当前位置:
X-MOL 学术
›
arXiv.cs.CY
›
论文详情
Our official English website, www.x-mol.net, welcomes your feedback! (Note: you will need to create a separate account there.)
A Linked Aggregate Code for Processing Faces (Revised Version)
arXiv - CS - Computers and Society Pub Date : 2020-09-17 , DOI: arxiv-2009.08281 Michael Lyons and Kazunori Morikawa
arXiv - CS - Computers and Society Pub Date : 2020-09-17 , DOI: arxiv-2009.08281 Michael Lyons and Kazunori Morikawa
A model of face representation, inspired by the biology of the visual system,
is compared to experimental data on the perception of facial similarity. The
face representation model uses aggregate primary visual cortex (V1) cell
responses topographically linked to a grid covering the face, allowing
comparison of shape and texture at corresponding points in two facial images.
When a set of relatively similar faces was used as stimuli, this Linked
Aggregate Code (LAC) predicted human performance in similarity judgment
experiments. When faces of perceivable categories were used, dimensions such as
apparent sex and race emerged from the LAC model without training. The
dimensional structure of the LAC similarity measure for the mixed category task
displayed some psychologically plausible features but also highlighted
differences between the model and the human similarity judgements. The human
judgements exhibited a racial perceptual bias that was not shared by the LAC
model. The results suggest that the LAC based similarity measure may offer a
fertile starting point for further modelling studies of face representation in
higher visual areas, including studies of the development of biases in face
perception.
中文翻译:
处理人脸的链接聚合代码(修订版)
受视觉系统生物学启发的面部表征模型与面部相似性感知的实验数据进行了比较。
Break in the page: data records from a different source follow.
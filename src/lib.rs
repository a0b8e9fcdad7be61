#![forbid(unsafe_code)]
#![warn(missing_docs)]

//! Quorumcast - Byzantine reliable broadcast node and proof tooling.
//!
//! This repository provides:
//! - A four-phase signed broadcast protocol (SEND/ECHO/FIN/SUP) over a
//!   little-endian framed TCP transport, tolerating `f = (n-1)/3` faults
//! - A single-owner broadcast engine with per-round latency and
//!   throughput accounting written to evaluation files
//! - Ed25519 key material handling via PEM files
//! - An append-only Merkle tree feeding a signer-pool proof pipeline
//! - Monitoring via Prometheus metrics and structured logging

/// Core protocol primitives (types, config, broadcast engine, Merkle, keys).
pub mod core;
/// Observability (metrics, throughput accounting, evaluation output).
pub mod monitoring;
/// Networking stack (wire codec, TCP transport).
pub mod networking;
面部表征模型使用聚合初级视觉皮层 (V1) 细胞响应,在地形上与覆盖面部的网格相关联,允许比较两个面部图像中相应点的形状和纹理。当一组相对相似的人脸被用作刺激时,这个链接聚合代码(LAC)在相似性判断实验中预测了人类的表现。当使用可感知类别的面孔时,LAC 模型中出现了诸如明显性别和种族之类的维度,而无需进行训练。混合类别任务的 LAC 相似性度量的维度结构显示了一些心理上看似合理的特征,但也突出了模型与人类相似性判断之间的差异。人类的判断表现出种族感知偏见,这在 LAC 模型中是不存在的。结果表明,基于 LAC 的相似性度量可以为更高视觉区域中人脸表征的进一步建模研究提供一个肥沃的起点,包括研究人脸感知偏差的发展。
更新日期:2020-09-18
中文翻译:
处理人脸的链接聚合代码(修订版)
受视觉系统生物学启发的面部表征模型与面部相似性感知的实验数据进行了比较。面部表征模型使用聚合初级视觉皮层 (V1) 细胞响应,在地形上与覆盖面部的网格相关联,允许比较两个面部图像中相应点的形状和纹理。当一组相对相似的人脸被用作刺激时,这个链接聚合代码(LAC)在相似性判断实验中预测了人类的表现。当使用可感知类别的面孔时,LAC 模型中出现了诸如明显性别和种族之类的维度,而无需进行训练。混合类别任务的 LAC 相似性度量的维度结构显示了一些心理上看似合理的特征,但也突出了模型与人类相似性判断之间的差异。人类的判断表现出种族感知偏见,这在 LAC 模型中是不存在的。结果表明,基于 LAC 的相似性度量可以为更高视觉区域中人脸表征的进一步建模研究提供一个肥沃的起点,包括研究人脸感知偏差的发展。